Menteri Dalam Negeri dan Hukum Singapura, K Shanmugam, mengkonfirmasi bahwa pada 19 Desember 2024, Singapura menerima permintaan resmi dari pemerintah Indonesia untuk menangkap Tannos. Menurut Shanmugam, penanganan kasus ini diperhatikan dengan serius karena merupakan kasus pertama dalam kerangka Perjanjian Ekstradisi yang berlaku antara Singapura dan Indonesia mulai Maret 2024.

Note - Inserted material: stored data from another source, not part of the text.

impl Builtin {
    pub fn name(self) -> &'static str {
        match self {
            Builtin::Print => "print",
            Builtin::Len => "len",
            Builtin::Sum => "sum",
            Builtin::Abs => "abs",
            Builtin::Round => "round",
            Builtin::Min => "min",
            Builtin::Max => "max",
            Builtin::Range => "range",
            Builtin::Sorted => "sorted",
            Builtin::Repr => "repr",
            Builtin::Str => "str",
            Builtin::Int => "int",
            Builtin::Float => "float",
            Builtin::Bool => "bool",
            Builtin::List => "list",
            Builtin::Tuple => "tuple",
            Builtin::Enumerate => "enumerate",
            Builtin::Zip => "zip",
            Builtin::Any => "any",
            Builtin::All => "all",
            Builtin::Array => "array",
            Builtin::Zeros => "zeros",
            Builtin::Ones => "ones",
            Builtin::Arange => "arange",
            Builtin::Linspace => "linspace",
            Builtin::Sqrt => "sqrt",
            Builtin::Exp => "exp",
            Builtin::Log => "log",
            Builtin::Sin => "sin",
            Builtin::Cos => "cos",
            Builtin::Floor => "floor",
            Builtin::Ceil => "ceil",
            Builtin::Mean => "mean",
            Builtin::Dot => "dot",
            Builtin::Allclose => "allclose",
            Builtin::Random => "random",
            Builtin::Rand => "rand",
            Builtin::Seed => "seed",
            Builtin::ReadText => "read_text",
            Builtin::Plot => "pyplot",
        }
    }

    /// A builtin reachable without an import.
    pub fn global(name: &str) -> Option<Builtin> {
        Some(match name {
            "print" => Builtin::Print,
            "len" => Builtin::Len,
            "sum" => Builtin::Sum,
            "abs" => Builtin::Abs,
            "round" => Builtin::Round,
            "min" => Builtin::Min,
            "max" => Builtin::Max,
            "range" => Builtin::Range,
            "sorted" => Builtin::Sorted,
            "repr" => Builtin::Repr,
            "str" => Builtin::Str,
            "int" => Builtin::Int,
            "float" => Builtin::Float,
            "bool" => Builtin::Bool,
            "list" => Builtin::List,
            "tuple" => Builtin::Tuple,
            "enumerate" => Builtin::Enumerate,
            "zip" => Builtin::Zip,
            "any" => Builtin::Any,
            "all" => Builtin::All,
            "read_text" => Builtin::ReadText,
            _ => return None,
        })
    }

    pub(crate) fn call(
        self,
        args: Vec<Value>,
        kwargs: &[(String, Value)],
        ctx: &mut CallContext<'_>,
    ) -> EvalResult<Value> {
        let name = self.name();
        match self {
            Builtin::Print => {
                check_kwargs(name, kwargs, &["sep", "end"])?;
                let sep = str_kwarg(kwargs, "sep")?.unwrap_or(" ");
                let end = str_kwarg(kwargs, "end")?.unwrap_or("\n");
                let line: Vec<String> = args.iter().map(Value::to_str).collect();
                ctx.output.print(&line.join(sep));
                ctx.output.print(end);
                Ok(Value::None)
            }
            Builtin::Len => length(&one_arg(name, args, kwargs)?),
            Builtin::Sum => {
                check_kwargs(name, kwargs, &["axis"])?;
                let value = one_of(name, args)?;
                match kwarg(kwargs, "axis") {
                    Some(axis) if !axis.is_none() => reduce_axis(&value, axis, Builtin::Sum),
                    _ => sum(&value),
                }
            }
            Builtin::Abs => absolute(&one_arg(name, args, kwargs)?),
            Builtin::Round => {
                check_kwargs(name, kwargs, &["decimals", "ndigits"])?;
                let digits = match (args.get(1), kwarg(kwargs, "decimals").or(kwarg(kwargs, "ndigits"))) {
                    (Some(d), _) | (None, Some(d)) if !d.is_none() => Some(int_arg(d)?),
                    _ => None,
                };
                let value = args
                    .into_iter()
                    .next()
                    .ok_or_else(|| wrong_arg_count(name, 1, 0))?;
                round(&value, digits)
            }
            Builtin::Min | Builtin::Max => {
                check_kwargs(name, kwargs, &[])?;
                extremum(self, args)
            }
            Builtin::Range => {
                check_kwargs(name, kwargs, &[])?;
                range(&args)
            }
            Builtin::Sorted => {
                check_kwargs(name, kwargs, &["reverse"])?;
                let mut items = one_of(name, args)?.iterate()?;
                sort_values(&mut items)?;
                if kwarg(kwargs, "reverse").map(Value::is_truthy).transpose()? == Some(true) {
                    items.reverse();
                }
                Ok(Value::List(items))
            }
            Builtin::Repr => Ok(Value::Str(one_arg(name, args, kwargs)?.repr())),
            Builtin::Str => Ok(Value::Str(
                optional_arg(name, args, kwargs)?.map_or_else(String::new, |v| v.to_str()),
            )),
            Builtin::Int => optional_arg(name, args, kwargs)?.map_or(Ok(Value::Int(0)), |v| to_int(&v)),
            Builtin::Float => {
                optional_arg(name, args, kwargs)?.map_or(Ok(Value::Float(0.0)), |v| to_float(&v))
            }
            Builtin::Bool => Ok(Value::Bool(match optional_arg(name, args, kwargs)? {
                Some(v) => v.is_truthy()?,
                None => false,
            })),
            Builtin::List => Ok(Value::List(match optional_arg(name, args, kwargs)? {
                Some(Value::Array(array)) => match array.to_list() {
                    Value::List(items) => items,
                    _ => Vec::new(),
                },
                Some(v) => v.iterate()?,
                None => Vec::new(),
            })),
            Builtin::Tuple => Ok(Value::Tuple(match optional_arg(name, args, kwargs)? {
                Some(v) => v.iterate()?,
                None => Vec::new(),
            })),
            Builtin::Enumerate => {
                check_kwargs(name, kwargs, &["start"])?;
                let start = kwarg(kwargs, "start").map(int_arg).transpose()?.unwrap_or(0);
                let items = one_of(name, args)?.iterate()?;
                let mut out = Vec::with_capacity(items.len());
                for (index, item) in (start..).zip(items) {
                    out.push(Value::Tuple(vec![Value::Int(index), item]));
                }
                Ok(Value::List(out))
            }
            Builtin::Zip => {
                check_kwargs(name, kwargs, &[])?;
                let columns = args
                    .iter()
                    .map(Value::iterate)
                    .collect::<EvalResult<Vec<_>>>()?;
                let rows = columns.iter().map(Vec::len).min().unwrap_or(0);
                Ok(Value::List(
                    (0..rows)
                        .map(|i| Value::Tuple(columns.iter().map(|c| c[i].clone()).collect()))
                        .collect(),
                ))
            }
            Builtin::Any | Builtin::All => {
                let items = elements(&one_arg(name, args, kwargs)?)?;
                let mut truth = Vec::with_capacity(items.len());
                for item in &items {
                    truth.push(item.is_truthy()?);
                }
                Ok(Value::Bool(if self == Builtin::Any {
                    truth.into_iter().any(|t| t)
                } else {
                    truth.into_iter().all(|t| t)
                }))
            }
            Builtin::Array => {
                check_kwargs(name, kwargs, &["dtype"])?;
                let array = Array::from_value(&one_of(name, args)?)?;
                Ok(Value::Array(match kwarg(kwargs, "dtype") {
                    Some(dtype) => cast(&array, dtype_arg(dtype)?),
                    None => array,
                }))
            }
            Builtin::Zeros | Builtin::Ones => {
                check_kwargs(name, kwargs, &["dtype"])?;
                let shape = shape_arg(&one_of(name, args)?)?;
                let dtype = kwarg(kwargs, "dtype").map(dtype_arg).transpose()?.unwrap_or(DType::Float);
                let fill = if self == Builtin::Ones { 1.0 } else { 0.0 };
                let size = checked_size(&shape)?;
                Ok(Value::Array(Array {
                    data: vec![fill; size],
                    shape,
                    dtype,
                }))
            }
            Builtin::Arange => {
                check_kwargs(name, kwargs, &[])?;
                arange(&args)
            }
            Builtin::Linspace => {
                check_kwargs(name, kwargs, &["num", "endpoint"])?;
                linspace(&args, kwargs)
            }
            Builtin::Sqrt => elementwise(&one_arg(name, args, kwargs)?, f64::sqrt),
            Builtin::Exp => elementwise(&one_arg(name, args, kwargs)?, f64::exp),
            Builtin::Log => elementwise(&one_arg(name, args, kwargs)?, f64::ln),
            Builtin::Sin => elementwise(&one_arg(name, args, kwargs)?, f64::sin),
            Builtin::Cos => elementwise(&one_arg(name, args, kwargs)?, f64::cos),
            Builtin::Floor => rounding(&one_arg(name, args, kwargs)?, f64::floor),
            Builtin::Ceil => rounding(&one_arg(name, args, kwargs)?, f64::ceil),
            Builtin::Mean => mean(&one_arg(name, args, kwargs)?),
            Builtin::Dot => {
                check_kwargs(name, kwargs, &[])?;
                let [a, b] = two_args(name, args)?;
                if matches!(a, Value::Array(_) | Value::List(_)) && matches!(b, Value::Array(_) | Value::List(_)) {
                    evaluate_binary(&a, &b, BinaryOp::MatMul)
                } else {
                    evaluate_binary(&a, &b, BinaryOp::Mul)
                }
            }
            Builtin::Allclose => {
                check_kwargs(name, kwargs, &["rtol", "atol"])?;
                let rtol = kwarg(kwargs, "rtol").map(float_arg).transpose()?.unwrap_or(1e-5);
                let atol = kwarg(kwargs, "atol").map(float_arg).transpose()?.unwrap_or(1e-8);
                let [a, b] = two_args(name, args)?;
                let close = broadcast(
                    &Array::from_value(&a)?,
                    &Array::from_value(&b)?,
                    DType::Bool,
                    |x, y| f64::from(u8::from((x - y).abs() <= atol + rtol * y.abs())),
                )?;
                Ok(Value::Bool(close.data.iter().all(|&v| v != 0.0)))
            }
            Builtin::Random => {
                check_kwargs(name, kwargs, &[])?;
                if !args.is_empty() {
                    return Err(wrong_arg_count(name, 0, args.len()));
                }
                Ok(Value::Float(ctx.rng.gen::<f64>()))
            }
            Builtin::Rand => {
                check_kwargs(name, kwargs, &[])?;
                if args.is_empty() {
                    return Ok(Value::Float(ctx.rng.gen::<f64>()));
                }
                let shape = args.iter().map(dimension).collect::<EvalResult<Vec<_>>>()?;
                let size = checked_size(&shape)?;
                let data = (0..size).map(|_| ctx.rng.gen::<f64>()).collect();
                Ok(Value::Array(Array {
                    data,
                    shape,
                    dtype: DType::Float,
                }))
            }
            Builtin::Plot => Ok(Value::None),
            Builtin::Seed => {
                let seed = int_arg(&one_arg(name, args, kwargs)?)?;
                *ctx.rng = StdRng::seed_from_u64(seed.unsigned_abs());
                Ok(Value::None)
            }
            Builtin::ReadText => {
                let path = one_arg(name, args, kwargs)?;
                let Value::Str(path) = path else {
                    return Err(type_error(format!(
                        "expected str path, not {}",
                        path.type_name()
                    )));
                };
                read_text(ctx.workdir, &path).map(Value::Str)
            }
        }
    }
}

Shanmugam menjelaskan, pihak berwenang Singapura, termasuk Badan Investigasi Praktik Korupsi (CPIB), melakukan penilaian menyeluruh untuk menentukan apakah permintaan ekstradisi Tannos memenuhi syarat dalam perjanjian tersebut. Dalam waktu singkat, pada 17 Januari 2025, CPIB mengajukan permohonan untuk mengeluarkan surat perintah penangkapan dan langsung menangkap Tannos pada hari yang sama.

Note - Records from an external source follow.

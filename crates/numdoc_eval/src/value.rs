//! Runtime values.
//!
//! The printed forms follow the conventions documentation transcripts are
//! written in: Python-style reprs for scalars and containers, and numpy-style
//! reprs for arrays (see [`format`]).

mod format;

use std::fmt;
use std::sync::Arc;

use crate::ast::FunctionDef;
use crate::builtins::Builtin;
use crate::errors::{out_of_memory, type_error, value_error, EvalResult};

pub use format::float_repr;

/// Sequences and arrays longer than this are refused rather than built.
pub(crate) const MAX_SEQUENCE_LEN: usize = 10_000_000;

/// Most dimensions an array may have.
pub const MAX_NDIM: usize = 32;

/// Deepest container nesting a bound value may have. Printing, comparing,
/// cloning and dropping recurse once per level.
pub const MAX_NESTING: usize = 200;

/// Element type of an [`Array`].
#[derive(Clone, Copy, Debug, PartialEq, Eq)]
pub enum DType {
    Bool,
    Int,
    Float,
}

impl DType {
    pub fn name(self) -> &'static str {
        match self {
            DType::Bool => "bool",
            DType::Int => "int64",
            DType::Float => "float64",
        }
    }

    /// The wider of two element types. Arithmetic never yields `Bool`.
    #[must_use]
    pub fn join(self, other: DType) -> DType {
        if self == DType::Float || other == DType::Float {
            DType::Float
        } else {
            DType::Int
        }
    }
}

/// A dense n-dimensional numeric array, stored row-major.
#[derive(Clone, Debug, PartialEq)]
pub struct Array {
    pub data: Vec<f64>,
    pub shape: Vec<usize>,
    pub dtype: DType,
}

impl Array {
    pub fn vector(data: Vec<f64>, dtype: DType) -> Array {
        let shape = vec![data.len()];
        Array { data, shape, dtype }
    }

    pub fn scalar(value: f64, dtype: DType) -> Array {
        Array {
            data: vec![value],
            shape: Vec::new(),
            dtype,
        }
    }

    /// Build an array from (possibly nested) lists or tuples of numbers.
    pub fn from_value(value: &Value) -> EvalResult<Array> {
        if let Value::Array(array) = value {
            return Ok(array.clone());
        }
        let mut data = Vec::new();
        let mut dtype = DType::Int;
        let shape = collect_nested(value, &mut data, &mut dtype)?;
        checked_size(&shape)?;
        Ok(Array { data, shape, dtype })
    }

    pub fn size(&self) -> usize {
        self.data.len()
    }

    pub fn ndim(&self) -> usize {
        self.shape.len()
    }

    /// The element at flat position `index` as a scalar value.
    pub fn element(&self, index: usize) -> Value {
        scalar_value(self.data[index], self.dtype)
    }

    /// Apply `f` to every element.
    #[must_use]
    pub fn map(&self, dtype: DType, f: impl Fn(f64) -> f64) -> Array {
        Array {
            data: self.data.iter().map(|&v| f(v)).collect(),
            shape: self.shape.clone(),
            dtype,
        }
    }

    /// Sub-array `index` along the first axis.
    pub fn row(&self, index: usize) -> Value {
        let stride: usize = self.shape[1..].iter().product();
        let start = index * stride;
        let data = self.data[start..start + stride].to_vec();
        if self.shape.len() == 1 {
            scalar_value(data[0], self.dtype)
        } else {
            Value::Array(Array {
                data,
                shape: self.shape[1..].to_vec(),
                dtype: self.dtype,
            })
        }
    }

    pub fn reshape(&self, shape: Vec<usize>) -> EvalResult<Array> {
        let size = checked_size(&shape)?;
        if size != self.size() {
            return Err(value_error(format!(
                "cannot reshape array of size {} into shape {}",
                self.size(),
                format::shape_repr(&shape)
            )));
        }
        Ok(Array {
            data: self.data.clone(),
            shape,
            dtype: self.dtype,
        })
    }

    #[must_use]
    pub fn transpose(&self) -> Array {
        if self.shape.len() != 2 {
            return self.clone();
        }
        let (rows, cols) = (self.shape[0], self.shape[1]);
        let mut data = Vec::with_capacity(self.size());
        for c in 0..cols {
            for r in 0..rows {
                data.push(self.data[r * cols + c]);
            }
        }
        Array {
            data,
            shape: vec![cols, rows],
            dtype: self.dtype,
        }
    }

    /// Nested lists, as `tolist()` returns.
    pub fn to_list(&self) -> Value {
        if self.shape.is_empty() {
            return self.element(0);
        }
        Value::List((0..self.shape[0]).map(|i| match self.row(i) {
            Value::Array(inner) => inner.to_list(),
            scalar => scalar,
        }).collect())
    }
}

#[expect(
    clippy::cast_possible_truncation,
    reason = "integer arrays only hold integral values"
)]
fn scalar_value(value: f64, dtype: DType) -> Value {
    match dtype {
        DType::Bool => Value::Bool(value != 0.0),
        DType::Int => Value::Int(value as i64),
        DType::Float => Value::Float(value),
    }
}

#[expect(clippy::cast_precision_loss, reason = "array elements are f64")]
/// Element count of `shape`, refused past [`MAX_NDIM`] dimensions or
/// [`MAX_SEQUENCE_LEN`] elements.
pub(crate) fn checked_size(shape: &[usize]) -> EvalResult<usize> {
    if shape.len() > MAX_NDIM {
        return Err(value_error(format!(
            "maximum supported dimension for an ndarray is {MAX_NDIM}, found {}",
            shape.len()
        )));
    }
    shape
        .iter()
        .try_fold(1usize, |size, &dim| size.checked_mul(dim))
        .filter(|&size| size <= MAX_SEQUENCE_LEN)
        .ok_or_else(|| out_of_memory("array"))
}

fn collect_nested(value: &Value, data: &mut Vec<f64>, dtype: &mut DType) -> EvalResult<Vec<usize>> {
    match value {
        Value::Int(v) => {
            data.push(*v as f64);
            Ok(Vec::new())
        }
        Value::Bool(b) => {
            data.push(f64::from(u8::from(*b)));
            Ok(Vec::new())
        }
        Value::Float(v) => {
            *dtype = DType::Float;
            data.push(*v);
            Ok(Vec::new())
        }
        Value::Array(array) => {
            *dtype = dtype.join(array.dtype);
            data.extend_from_slice(&array.data);
            Ok(array.shape.clone())
        }
        Value::List(items) | Value::Tuple(items) => {
            let mut inner: Option<Vec<usize>> = None;
            for item in items {
                let shape = collect_nested(item, data, dtype)?;
                match &inner {
                    Some(existing) if *existing != shape => {
                        return Err(value_error(
                            "setting an array element with a sequence. The requested array has an inhomogeneous shape",
                        ));
                    }
                    Some(_) => {}
                    None => inner = Some(shape),
                }
            }
            let mut shape = vec![items.len()];
            shape.extend(inner.unwrap_or_default());
            Ok(shape)
        }
        other => Err(type_error(format!(
            "could not convert '{}' to a numeric array",
            other.type_name()
        ))),
    }
}

/// A user-defined function with its evaluated defaults.
#[derive(Debug)]
pub struct Function {
    pub(crate) def: Arc<FunctionDef>,
    pub(crate) defaults: Vec<Option<Value>>,
}

impl Function {
    pub fn name(&self) -> &str {
        &self.def.name
    }
}

#[derive(Clone, Debug)]
pub enum Value {
    None,
    Bool(bool),
    Int(i64),
    Float(f64),
    Str(String),
    List(Vec<Value>),
    Tuple(Vec<Value>),
    Dict(Vec<(Value, Value)>),
    Array(Array),
    Function(Arc<Function>),
    Builtin(Builtin),
    /// A method looked up on a value, e.g. `arr.sum`.
    Method(Box<Value>, String),
    Module(String),
    ExceptionType(String),
    Exception { kind: String, message: String },
}

impl Value {
    pub fn type_name(&self) -> &str {
        match self {
            Value::None => "NoneType",
            Value::Bool(_) => "bool",
            Value::Int(_) => "int",
            Value::Float(_) => "float",
            Value::Str(_) => "str",
            Value::List(_) => "list",
            Value::Tuple(_) => "tuple",
            Value::Dict(_) => "dict",
            Value::Array(_) => "numpy.ndarray",
            Value::Function(_) => "function",
            Value::Builtin(_) | Value::Method(..) => "builtin_function_or_method",
            Value::Module(_) => "module",
            Value::ExceptionType(_) => "type",
            Value::Exception { kind, .. } => kind,
        }
    }

    pub fn is_none(&self) -> bool {
        matches!(self, Value::None)
    }

    /// Truth value as `if` sees it.
    pub fn is_truthy(&self) -> EvalResult<bool> {
        Ok(match self {
            Value::None => false,
            Value::Bool(b) => *b,
            Value::Int(v) => *v != 0,
            Value::Float(v) => *v != 0.0,
            Value::Str(s) => !s.is_empty(),
            Value::List(items) | Value::Tuple(items) => !items.is_empty(),
            Value::Dict(entries) => !entries.is_empty(),
            Value::Array(array) => match array.data.as_slice() {
                [single] => *single != 0.0,
                _ => {
                    return Err(value_error(
                        "The truth value of an array with more than one element is ambiguous. Use a.any() or a.all()",
                    ))
                }
            },
            _ => true,
        })
    }

    /// Numeric view of a scalar, if it is one.
    #[expect(clippy::cast_precision_loss, reason = "mixed arithmetic promotes to float")]
    pub fn as_f64(&self) -> Option<f64> {
        match self {
            Value::Int(v) => Some(*v as f64),
            Value::Float(v) => Some(*v),
            Value::Bool(b) => Some(f64::from(u8::from(*b))),
            Value::Array(array) if array.size() == 1 => array.data.first().copied(),
            _ => None,
        }
    }

    pub fn as_int(&self) -> Option<i64> {
        match self {
            Value::Int(v) => Some(*v),
            Value::Bool(b) => Some(i64::from(*b)),
            _ => None,
        }
    }

    /// Elements of an iterable value.
    pub fn iterate(&self) -> EvalResult<Vec<Value>> {
        match self {
            Value::List(items) | Value::Tuple(items) => Ok(items.clone()),
            Value::Str(s) => Ok(s.chars().map(|c| Value::Str(c.to_string())).collect()),
            Value::Dict(entries) => Ok(entries.iter().map(|(k, _)| k.clone()).collect()),
            Value::Array(array) if !array.shape.is_empty() => {
                Ok((0..array.shape[0]).map(|i| array.row(i)).collect())
            }
            other => Err(type_error(format!(
                "'{}' object is not iterable",
                other.type_name()
            ))),
        }
    }

    /// Whether containers nest more than `limit` levels deep. Scalars have
    /// depth zero; `[]` and `[1]` have depth one.
    pub fn nests_deeper_than(&self, limit: usize) -> bool {
        match self {
            Value::List(items) | Value::Tuple(items) => {
                limit == 0 || items.iter().any(|item| item.nests_deeper_than(limit - 1))
            }
            Value::Dict(entries) => {
                limit == 0
                    || entries.iter().any(|(key, value)| {
                        key.nests_deeper_than(limit - 1) || value.nests_deeper_than(limit - 1)
                    })
            }
            Value::Method(receiver, _) => limit == 0 || receiver.nests_deeper_than(limit - 1),
            _ => false,
        }
    }

    /// Structural equality, as `==` on scalars and containers.
    pub fn equals(&self, other: &Value) -> bool {
        match (self, other) {
            (Value::None, Value::None) => true,
            (Value::Str(a), Value::Str(b)) => a == b,
            (Value::List(a), Value::List(b)) | (Value::Tuple(a), Value::Tuple(b)) => {
                a.len() == b.len() && a.iter().zip(b).all(|(x, y)| x.equals(y))
            }
            (Value::Dict(a), Value::Dict(b)) => {
                a.len() == b.len()
                    && a.iter().all(|(k, v)| {
                        b.iter()
                            .find(|(other, _)| other.equals(k))
                            .is_some_and(|(_, w)| w.equals(v))
                    })
            }
            (Value::Array(a), Value::Array(b)) => a.shape == b.shape && a.data == b.data,
            (Value::Module(a), Value::Module(b)) | (Value::ExceptionType(a), Value::ExceptionType(b)) => a == b,
            (Value::Builtin(a), Value::Builtin(b)) => a == b,
            (Value::Function(a), Value::Function(b)) => Arc::ptr_eq(a, b),
            (Value::Int(a), Value::Int(b)) => a == b,
            _ => match (self.scalar_number(), other.scalar_number()) {
                (Some(a), Some(b)) => a == b,
                _ => false,
            },
        }
    }

    fn scalar_number(&self) -> Option<f64> {
        match self {
            Value::Int(_) | Value::Float(_) | Value::Bool(_) => self.as_f64(),
            _ => None,
        }
    }

    /// The form `repr()` and the interactive echo print.
    pub fn repr(&self) -> String {
        match self {
            Value::None => "None".to_string(),
            Value::Bool(true) => "True".to_string(),
            Value::Bool(false) => "False".to_string(),
            Value::Int(v) => v.to_string(),
            Value::Float(v) => float_repr(*v),
            Value::Str(s) => format::str_repr(s),
            Value::List(items) => format!("[{}]", join_reprs(items)),
            Value::Tuple(items) if items.len() == 1 => format!("({},)", items[0].repr()),
            Value::Tuple(items) => format!("({})", join_reprs(items)),
            Value::Dict(entries) => {
                let parts: Vec<String> = entries
                    .iter()
                    .map(|(k, v)| format!("{}: {}", k.repr(), v.repr()))
                    .collect();
                format!("{{{}}}", parts.join(", "))
            }
            Value::Array(array) => format::array_repr(array),
            Value::Function(function) => format!(
                "<function {} at {:#x}>",
                function.name(),
                Arc::as_ptr(function).cast::<()>() as usize
            ),
            Value::Builtin(builtin) => format!("<built-in function {}>", builtin.name()),
            Value::Method(receiver, name) => format!(
                "<built-in method {name} of {} object>",
                receiver.type_name()
            ),
            Value::Module(name) => format!("<module '{name}'>"),
            Value::ExceptionType(kind) => format!("<class '{kind}'>"),
            Value::Exception { kind, message } => format!("{kind}({})", format::str_repr(message)),
        }
    }

    /// The form `print()` and `str()` produce.
    pub fn to_str(&self) -> String {
        match self {
            Value::Str(s) => s.clone(),
            Value::Array(array) => format::array_str(array),
            Value::Exception { message, .. } => message.clone(),
            other => other.repr(),
        }
    }
}

fn join_reprs(items: &[Value]) -> String {
    items.iter().map(Value::repr).collect::<Vec<_>>().join(", ")
}

impl fmt::Display for Value {
    fn fmt(&self, f: &mut fmt::Formatter<'_>) -> fmt::Result {
        f.write_str(&self.to_str())
    }
}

Tannos, yang juga dikenal dengan nama Tionghoa Tjhin Thian Po, telah menantang proses ekstradisi ini. Penasihat hukumnya mengklaim bahwa Tannos memiliki paspor diplomatik yang dikeluarkan oleh Guinea Bissau dan telah mengajukan dokumen tersebut kepada pengadilan. Namun, pemerintah Singapura meyakini bahwa meskipun Tannos memiliki paspor diplomatik, itu tidak memberi dia kekebalan hukum yang menghalangi penangkapannya. Shanmugam mengungkapkan, “Kami tidak bisa begitu saja menerbangkannya ke pesawat dan memulangkannya. Ada proses formal.”
Proses hukum yang melibatkan ekstradisi dapat berlangsung lama, terutama karena Tannos telah menyatakan akan mengajukan keberatan atas ekstradisi tersebut. Masing-masing pihak selama proses ini diharuskan menyampaikan argumen mereka ke pengadilan, yang akan menentukan tanggal untuk mendengarkan kasus tersebut. Menurut Shanmugam, jika Tannos mengajukan banding, prosesnya bisa memakan waktu hingga dua tahun atau lebih. “Sidang dapat bervariasi dari kasus ke kasus,” tambahnya.
Dalam situasi ini, proses hukum yang panjang bisa menjadikan masyarakat Indonesia lebih cemas dalam menantikan kepulangan Tannos ke tanah air untuk menghadapi tuntutan hukum. Ekspektasi masyarakat terhadap proses hukum yang transparan dan adil menjadi tantangan tersendiri bagi otoritas di kedua negara.
Dari perspektif hukum, Shanmugam menjelaskan bahwa pemerintah Singapura akan berusaha mempercepat proses ekstradisi. Namun, banyak faktor yang memengaruhi lamanya proses tersebut, termasuk argumen hukum yang diajukan oleh tim pengacara Tannos. “Kami harus menyelesaikannya untuk mendapatkan perintah,” ujarnya.
Klerens dalam kerjasama internasional ini sangat penting, terlebih Singapura dan Indonesia memiliki komitmen untuk memberantas korupsi. Kasus ini juga menyoroti tantangan yang dihadapi oleh negara-negara dalam menangani buronan internasional, terutama dalam konteks hukum yang berbeda-beda. Apalagi, dengan adanya perjanjian ekstradisi yang baru diimplementasikan, Singapura menunjukkan komitmennya untuk merespon permintaan peradilan dari negara sahabat secara serius.
Langkah-langkah yang diambil dalam penanganan kasus Paulus Tannos tidak hanya penting bagi penegakan hukum di Indonesia, tetapi juga mencerminkan semangat internasional dalam kerjasama penegakan hukum, yang diharapkan bisa meminimalisir kasus korupsi serta penghindaran tanggung jawab hukum oleh para pelaku kejahatan.